Recently Issued Accounting Standards Not Yet Effective
In November 2024, the FASB issued ASU No. 2024-03, “Income Statement—Reporting Comprehensive Income—Expense Disaggregation Disclosures (Subtopic 220-40): Disaggregation of Income Statement Expenses.” ASU 2024-03 requires public companies to disclose, in the notes to the financial statements, specific information about certain costs and expenses at each interim and annual reporting period. This includes disclosing amounts related to employee compensation, depreciation, and intangible asset amortization. In addition, public companies will need to provide qualitative description of the amounts remaining in relevant expense captions that are not separately disaggregated quantitatively. ASU 2024-03 is effective for public business entities for annual reporting periods beginning after December 15, 2026, and interim reporting periods beginning after December 15, 2027. Implementation of ASU 2024-03 may be applied prospectively or retrospectively. ASU 2024-03 is not expected to have a significant impact on our consolidated financial statements.
In January 2025, the FASB issued ASU 2025-01, “Income Statement – Reporting Comprehensive Income – Expense Disaggregation Disclosures (Subtopic 220-40): Clarifying the Effective Date.” ASU 2025-01 amends the effective date of ASU 2024-03 to clarify that all public business entities are required to adopt the guidance in annual reporting periods beginning after December 15, 2026, and interim periods within annual reporting periods beginning after December 15, 2027. Early adoption of ASU 2025-01 is permitted. ASU 2025-01 is not expected to have a material impact on our consolidated financial statements.
In September 2025, the FASB issued ASU 2025-06, "Intangibles – Goodwill and Other – Internal-Use Software (Subtopic 350-40): Targeted Improvements to the Accounting for Internal-Use Software." ASU 2025-06 to modernize the accounting for software costs that are accounted for under Subtopic 350-40, Intangibles—Goodwill and Other—Internal-Use Software (referred to as “internal-use software”). The amendments in ASU 2025-06 remove all references to project stages throughout Subtopic 350-40 and clarify the threshold entities apply to begin capitalizing costs. ASU 2025-06 is effective for public business entities for annual reporting periods beginning after December 15, 2027, and interim reporting periods within those annual reporting periods. Early adoption of ASU 2025-06 is permitted. ASU 2025-06 is not expected to have a material impact on our consolidated financial statements.

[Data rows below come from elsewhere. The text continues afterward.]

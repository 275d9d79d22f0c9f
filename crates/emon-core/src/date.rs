//! Report date selection.
//!
//! Daily generation documents are keyed by `YYYY-MM-DD`. Upstream data lands
//! with a delay, so the dashboard looks a fixed number of days back.

use chrono::{Days, Local, NaiveDate};

use crate::error::{EmonError, EmonResult};

/// Days between today and the newest complete generation day.
pub const DEFAULT_DAYS_AGO: u32 = 2;

const DOCUMENT_DATE_FORMAT: &str = "%Y-%m-%d";

/// Today's date in the local time zone.
pub fn today() -> NaiveDate {
    Local::now().date_naive()
}

/// `today` minus `days_ago`, saturating at the earliest representable date.
pub fn target_date(today: NaiveDate, days_ago: u32) -> NaiveDate {
    today
        .checked_sub_days(Days::new(u64::from(days_ago)))
        .unwrap_or(NaiveDate::MIN)
}

/// Document id for a generation day.
pub fn document_id(date: NaiveDate) -> String {
    date.format(DOCUMENT_DATE_FORMAT).to_string()
}

/// Parse a `YYYY-MM-DD` date override.
pub fn parse_document_date(raw: &str) -> EmonResult<NaiveDate> {
    NaiveDate::parse_from_str(raw.trim(), DOCUMENT_DATE_FORMAT)
        .map_err(|e| EmonError::Parse(format!("invalid date '{raw}' (expected YYYY-MM-DD): {e}")))
}
use std::{fs, io, path::Path};

use anyhow::Result;
use clap_complete::{generate, Shell};

use emon_cli::build_cli_command;

pub fn handle(shell: Shell, out: Option<&Path>) -> Result<()> {
    let mut cmd = build_cli_command();
    if let Some(path) = out {
        if let Some(parent) = path.parent() {
            fs::create_dir_all(parent)?;
        }
        let mut file = fs::File::create(path)?;
        generate(shell, &mut cmd, "emon", &mut file);
        println!("Wrote {shell:?} completion to {}", path.display());
    } else {
        let stdout = &mut io::stdout();
        generate(shell, &mut cmd, "emon", stdout);
    }
    Ok(())
}
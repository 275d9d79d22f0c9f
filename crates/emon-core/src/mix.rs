//! Generation mix aggregation.
//!
//! Records are grouped by display category, summed, ordered by output and
//! expressed as a share of the day's total production. The ordering is
//! stable: categories with equal totals keep the order in which they first
//! appeared in the document.

use std::cmp::Ordering;
use std::collections::HashMap;

use serde::Serialize;

use crate::format::round_half_up;
use crate::model::GenerationRecord;
use crate::psr::SourceCategory;
use crate::units::Megawatts;

/// Percentage points represented by one bar character.
pub const BAR_SCALE: f64 = 1.5;

/// Character used to draw bars.
pub const BAR_CHAR: char = '█';

/// Viewports narrower than this many layout units count as narrow.
pub const NARROW_BREAKPOINT: u32 = 768;

/// Rows shown on a narrow viewport.
pub const NARROW_ROW_LIMIT: usize = 5;

/// Summed output of one category.
#[derive(Debug, Clone, PartialEq)]
pub struct CategoryTotal {
    pub category: SourceCategory,
    pub total: Megawatts,
}

/// A category with its share of total production.
#[derive(Debug, Clone, PartialEq)]
pub struct MixEntry {
    pub category: SourceCategory,
    pub total: Megawatts,
    /// Share of total production, 0–100
    pub percentage: f64,
}

impl MixEntry {
    pub fn label(&self) -> &str {
        self.category.label()
    }

    pub fn color(&self) -> &'static str {
        self.category.color()
    }

    pub fn bar_length(&self) -> usize {
        bar_length(self.percentage)
    }
}

/// Bar length in characters for a percentage: `round(pct / 1.5)`.
pub fn bar_length(percentage: f64) -> usize {
    let len = round_half_up(percentage / BAR_SCALE);
    if len.is_finite() && len > 0.0 {
        len as usize
    } else {
        0
    }
}

/// Sum record quantities per category, in first-seen order.
///
/// Records are keyed by display label, so an unmapped code that happens to
/// equal a known label lands in the same bucket.
pub fn category_totals(records: &[GenerationRecord]) -> Vec<CategoryTotal> {
    let mut totals: Vec<CategoryTotal> = Vec::new();
    let mut index: HashMap<String, usize> = HashMap::new();

    for record in records {
        let category = SourceCategory::from_code(&record.psr_type);
        match index.get(category.label()) {
            Some(&i) => totals[i].total += record.quantity,
            None => {
                index.insert(category.label().to_string(), totals.len());
                totals.push(CategoryTotal {
                    category,
                    total: record.quantity,
                });
            }
        }
    }

    totals
}

/// Layout width used to decide how many chart rows are shown.
#[derive(Debug, Clone, Copy, PartialEq, Eq, Serialize)]
pub struct Viewport {
    pub width: u32,
    pub breakpoint: u32,
    pub narrow_row_limit: usize,
}

impl Viewport {
    pub fn new(width: u32) -> Self {
        Self {
            width,
            breakpoint: NARROW_BREAKPOINT,
            narrow_row_limit: NARROW_ROW_LIMIT,
        }
    }

    pub fn is_narrow(&self) -> bool {
        self.width < self.breakpoint
    }

    /// Maximum number of rows, `None` when every category is shown.
    pub fn row_limit(&self) -> Option<usize> {
        self.is_narrow().then_some(self.narrow_row_limit)
    }
}

impl Default for Viewport {
    fn default() -> Self {
        Self::new(1280)
    }
}

/// A day's generation mix, ordered by descending output.
#[derive(Debug, Clone, Default, PartialEq)]
pub struct GenerationMix {
    entries: Vec<MixEntry>,
    total: Megawatts,
}

impl GenerationMix {
    pub fn from_records(records: &[GenerationRecord]) -> Self {
        let mut totals = category_totals(records);
        // Vec::sort_by is stable, ties keep first-seen order
        totals.sort_by(|a, b| {
            b.total
                .partial_cmp(&a.total)
                .unwrap_or(Ordering::Equal)
        });

        let total: Megawatts = totals.iter().map(|t| t.total).sum();
        let entries = totals
            .into_iter()
            .map(|t| {
                let percentage = if total.value() > 0.0 {
                    t.total / total * 100.0
                } else {
                    0.0
                };
                MixEntry {
                    category: t.category,
                    total: t.total,
                    percentage,
                }
            })
            .collect();

        Self { entries, total }
    }

    pub fn entries(&self) -> &[MixEntry] {
        &self.entries
    }

    /// Total production across all categories.
    pub fn total(&self) -> Megawatts {
        self.total
    }

    pub fn is_empty(&self) -> bool {
        self.entries.is_empty()
    }

    /// Entries to display on the given viewport.
    pub fn visible(&self, viewport: &Viewport) -> &[MixEntry] {
        match viewport.row_limit() {
            Some(limit) => &self.entries[..limit.min(self.entries.len())],
            None => &self.entries,
        }
    }
}
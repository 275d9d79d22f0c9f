//! HTML backend.
//!
//! Produces a self-contained dashboard document. Chart rows keep the
//! `ascii-row` / `ascii-details` structure: each detail line starts hidden
//! and a small inline script toggles it when its row is clicked.

use std::fmt::Write;

use html_escape::{encode_double_quoted_attribute, encode_text};

use crate::page::{ids, ChartContainer, ChartRow, ContainerContent, Page};

/// Placeholder for elements the load never wrote.
pub const UNSET: &str = "--";

const STYLE: &str = r#"
body { background: #0d1117; color: #c9d1d9; font-family: "Fira Code", Menlo, Consolas, monospace; margin: 0 auto; max-width: 1100px; padding: 1.5rem; }
h1, h2 { color: #58a6ff; font-weight: normal; }
.kpis { display: flex; flex-wrap: wrap; gap: 1rem; }
.kpi { border: 1px solid #30363d; flex: 1 1 14rem; padding: 1rem; }
.kpi p { font-size: 1.6rem; margin: 0.4rem 0 0; }
table.summary td { padding: 0.2rem 1rem 0.2rem 0; }
.ascii-chart { margin-bottom: 2rem; white-space: pre; }
.ascii-row { cursor: pointer; }
.ascii-label { display: inline-block; min-width: 16rem; }
.ascii-bar { color: #c9d1d9; }
.ascii-percentage { margin-left: 0.5rem; }
.ascii-details { color: #8b949e; display: none; }
.ascii-notice { color: #8b949e; font-style: italic; }
@media (max-width: 767px) { .ascii-label { min-width: 10rem; } }
"#;

const SCRIPT: &str = r#"
document.querySelectorAll('.ascii-row').forEach(function (row) {
    row.addEventListener('click', function () {
        var details = row.nextElementSibling;
        details.style.display = details.style.display === 'block' ? 'none' : 'block';
    });
});
"#;

fn text_of<'a>(page: &'a Page, id: &str) -> &'a str {
    page.text(id).unwrap_or(UNSET)
}

fn write_figure(out: &mut String, page: &Page, id: &str, title: &str) {
    let _ = writeln!(
        out,
        r#"<div class="kpi"><h3>{}</h3><p id="{}">{}</p></div>"#,
        encode_text(title),
        encode_double_quoted_attribute(id),
        encode_text(text_of(page, id))
    );
}

fn write_summary_row(out: &mut String, page: &Page, id: &str, title: &str) {
    let _ = writeln!(
        out,
        r#"<tr><td>{}</td><td id="{}">{}</td></tr>"#,
        encode_text(title),
        encode_double_quoted_attribute(id),
        encode_text(text_of(page, id))
    );
}

/// One chart row and its hidden detail line.
pub fn row_html(row: &ChartRow) -> String {
    let display = if row.details_visible { "block" } else { "none" };
    format!(
        r#"<div class="ascii-row" title="Click for details"><span class="ascii-label" style="color: {};">{}</span><span class="ascii-bar">{}</span><span class="ascii-percentage">{}</span></div><div class="ascii-details" style="display: {display};">{}</div>"#,
        encode_double_quoted_attribute(&row.color),
        encode_text(&row.label),
        row.bar(),
        encode_text(&row.percentage_text()),
        encode_text(&row.details_text()),
    )
}

/// Inner HTML of a chart container.
pub fn container_html(container: &ChartContainer) -> String {
    match &container.content {
        ContainerContent::Empty => String::new(),
        ContainerContent::Chart(rows) => rows.iter().map(row_html).collect::<Vec<_>>().join("\n"),
        ContainerContent::Notice(notice) => format!(
            r#"<div class="ascii-notice">{}</div>"#,
            encode_text(notice)
        ),
    }
}

/// Render the whole page as an HTML document.
pub fn render_page(page: &Page, title: &str) -> String {
    let mut out = String::with_capacity(8 * 1024);

    let _ = writeln!(out, "<!DOCTYPE html>");
    let _ = writeln!(out, r#"<html lang="it">"#);
    let _ = writeln!(out, "<head>");
    let _ = writeln!(out, r#"<meta charset="utf-8">"#);
    let _ = writeln!(
        out,
        r#"<meta name="viewport" content="width=device-width, initial-scale=1">"#
    );
    let _ = writeln!(out, "<title>{}</title>", encode_text(title));
    let _ = writeln!(out, "<style>{STYLE}</style>");
    let _ = writeln!(out, "</head>");
    let _ = writeln!(out, "<body>");

    let _ = writeln!(out, "<header>");
    let _ = writeln!(out, "<h1>{}</h1>", encode_text(title));
    let _ = writeln!(
        out,
        r#"<p>Analysis date: <span id="{}">{}</span></p>"#,
        ids::ANALYSIS_DATE,
        encode_text(text_of(page, ids::ANALYSIS_DATE))
    );
    let _ = writeln!(out, "</header>");

    let _ = writeln!(out, r#"<section class="kpis">"#);
    write_figure(&mut out, page, ids::ANNUAL_SAVING, "Annual saving, Italy (billion EUR)");
    write_figure(&mut out, page, ids::FAMILY_SAVING, "Annual saving per family");
    write_figure(&mut out, page, ids::PERCENTAGE_SAVING, "Saving on energy cost");
    let _ = writeln!(out, "</section>");

    let _ = writeln!(out, "<section>");
    let _ = writeln!(out, "<h2>Simulation details</h2>");
    let _ = writeln!(out, r#"<table class="summary">"#);
    write_summary_row(&mut out, page, ids::DEMAND, "National demand (MWh)");
    write_summary_row(&mut out, page, ids::ACTUAL_COST, "Actual cost (million EUR)");
    write_summary_row(&mut out, page, ids::SIMULATED_COST, "Simulated cost (million EUR)");
    write_summary_row(&mut out, page, ids::PUN_USED, "PUN used (EUR/MWh)");
    if page.element(ids::DAILY_SAVING).is_some() {
        write_summary_row(&mut out, page, ids::DAILY_SAVING, "Daily saving (million EUR)");
    }
    let _ = writeln!(out, "</table>");
    let _ = writeln!(out, "</section>");

    let _ = writeln!(out, "<section>");
    let _ = writeln!(out, "<h2>Daily generation mix</h2>");
    for container in page.containers() {
        let _ = writeln!(out, "<h3>{}</h3>", encode_text(&container.title));
        let _ = writeln!(
            out,
            r#"<div id="{}" class="ascii-chart">{}</div>"#,
            encode_double_quoted_attribute(&container.id),
            container_html(container)
        );
    }
    let _ = writeln!(out, "</section>");

    let _ = writeln!(out, "<script>{SCRIPT}</script>");
    let _ = writeln!(out, "</body>");
    let _ = writeln!(out, "</html>");
    out
}

#[cfg(test)]
mod tests {
    use super::*;
    use crate::chart::render_chart;
    use emon_core::units::Megawatts;
    use emon_core::{Country, GenerationRecord, Viewport};

    #[test]
    fn test_row_structure() {
        let row = ChartRow {
            label: "Wind Onshore".to_string(),
            color: "#A4D9A0".to_string(),
            bar_length: 3,
            percentage: 4.5,
            total: Megawatts(1500.0),
            details_visible: false,
        };
        let html = row_html(&row);
        assert!(html.starts_with(r#"<div class="ascii-row" title="Click for details">"#));
        assert!(html.contains(r#"style="color: #A4D9A0;">Wind Onshore</span>"#));
        assert!(html.contains(r#"<span class="ascii-bar">███</span>"#));
        assert!(html.contains("(4.5%)"));
        assert!(html.contains(r#"style="display: none;"> -Total Production: 1,500 MWh</div>"#));
    }

    #[test]
    fn test_labels_are_escaped() {
        let row = ChartRow {
            label: "<script>alert(1)</script>".to_string(),
            color: "\" onmouseover=\"x".to_string(),
            bar_length: 0,
            percentage: 0.0,
            total: Megawatts(0.0),
            details_visible: true,
        };
        let html = row_html(&row);
        assert!(!html.contains("<script>"));
        assert!(!html.contains("\" onmouseover"));
        assert!(html.contains("display: block;"));
    }

    #[test]
    fn test_page_contains_every_id() {
        let mut page = Page::dashboard(&Country::ALL);
        render_chart(
            &mut page,
            "france-chart-container",
            &[GenerationRecord::new("B14", 40000.0)],
            &Viewport::default(),
        );
        page.container_mut("spain-chart-container")
            .unwrap()
            .show_notice("No generation data for 2026-10-17");

        let html = render_page(&page, "Energy Monitor");
        for id in ids::SUMMARY {
            assert!(html.contains(&format!(r#"id="{id}""#)), "missing {id}");
        }
        assert!(html.contains(r#"id="italy-chart-container" class="ascii-chart"></div>"#));
        assert!(html.contains("Nuclear"));
        assert!(html.contains("No generation data for 2026-10-17"));
        assert!(html.contains(&format!(r#"id="{}">{UNSET}<"#, ids::DEMAND)));
    }
}
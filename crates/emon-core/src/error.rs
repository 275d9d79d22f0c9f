//! Unified error types for the energy monitor
//!
//! [`EmonError`] is the common error representation shared by the store
//! clients and the renderers. Layer-specific errors convert into it so the
//! dashboard can report every failure through a single channel.

use thiserror::Error;

/// Unified error type for all energy monitor operations.
#[derive(Error, Debug)]
pub enum EmonError {
    /// I/O errors (local store access, output files)
    #[error("I/O error: {0}")]
    Io(#[from] std::io::Error),

    /// Parsing/deserialization errors
    #[error("Parse error: {0}")]
    Parse(String),

    /// Data validation errors
    #[error("Validation error: {0}")]
    Validation(String),

    /// Configuration errors
    #[error("Configuration error: {0}")]
    Config(String),

    /// Document store failures (transport, HTTP status, unreachable backend)
    #[error("Store error: {0}")]
    Store(String),

    /// Generic errors (for wrapping external errors)
    #[error("{0}")]
    Other(String),
}

/// Convenience type alias for Results using EmonError.
pub type EmonResult<T> = Result<T, EmonError>;

impl From<anyhow::Error> for EmonError {
    fn from(err: anyhow::Error) -> Self {
        EmonError::Other(format!("{err:#}"))
    }
}

impl From<serde_json::Error> for EmonError {
    fn from(err: serde_json::Error) -> Self {
        EmonError::Parse(err.to_string())
    }
}

#[cfg(test)]
mod tests {
    use super::*;

    #[test]
    fn test_error_display() {
        let err = EmonError::Store("connection refused".into());
        assert!(err.to_string().contains("Store error"));
        assert!(err.to_string().contains("connection refused"));
    }

    #[test]
    fn test_io_error_conversion() {
        let io_err = std::io::Error::new(std::io::ErrorKind::NotFound, "file not found");
        let err: EmonError = io_err.into();
        assert!(matches!(err, EmonError::Io(_)));
    }

    #[test]
    fn test_json_error_is_parse() {
        let json_err = serde_json::from_str::<serde_json::Value>("{").unwrap_err();
        let err: EmonError = json_err.into();
        assert!(matches!(err, EmonError::Parse(_)));
    }

    #[test]
    fn test_anyhow_keeps_context_chain() {
        let err = anyhow::anyhow!("status 503").context("fetching daily_generation_italy");
        let err: EmonError = err.into();
        assert!(matches!(&err, EmonError::Other(_)));
        assert_eq!(err.to_string(), "fetching daily_generation_italy: status 503");
    }
}
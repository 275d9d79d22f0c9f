//! Dashboard page, renderers and load service for the energy monitor.
//!
//! # Modules
//!
//! - [`config`]: `~/.emon/config.toml` and store construction
//! - [`page`]: the page model the renderers write into
//! - [`summary`] / [`chart`]: simulation figures and generation mix bars
//! - [`html`] / [`terminal`]: output backends
//! - [`service`]: async load sequence against a document store

pub mod chart;
pub mod config;
pub mod error;
pub mod html;
pub mod page;
pub mod service;
pub mod summary;
pub mod terminal;

pub use config::{DashboardConfig, FirestoreConfig, PageConfig, StoreConfig, StoreKind, TerminalConfig};
pub use error::{Error, Result};
pub use page::{ChartContainer, ChartRow, ContainerContent, Page};
pub use service::{CountryOutcome, DashboardService, LoadReport};
pub use terminal::{TerminalOptions, Theme};

/// Title shown on every rendered page.
pub const PAGE_TITLE: &str = "Energy Monitor: Nuclear Simulation Dashboard";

About New Standards Disclosures
New accounting standards disclosures describe recently adopted pronouncements and those not yet effective, along with management's assessment of their expected impact. This section provides an early warning system for upcoming changes to how a company reports its financial results, often years before the new rules take effect.
Key signals: when management describes a not-yet-adopted standard's impact as "material" or "still being evaluated," it signals potential significant changes to reported metrics upon adoption. Watch for standards that affect a company's core operations — for example, revenue recognition changes for software companies or lease accounting changes for retailers with large store footprints. The transition method chosen (full retrospective versus modified retrospective) affects comparability with prior periods. Companies that delay adoption to the latest permitted date may be struggling with implementation complexity. Compare the disclosed impact assessments against peers in the same industry to gauge whether management's expectations are reasonable.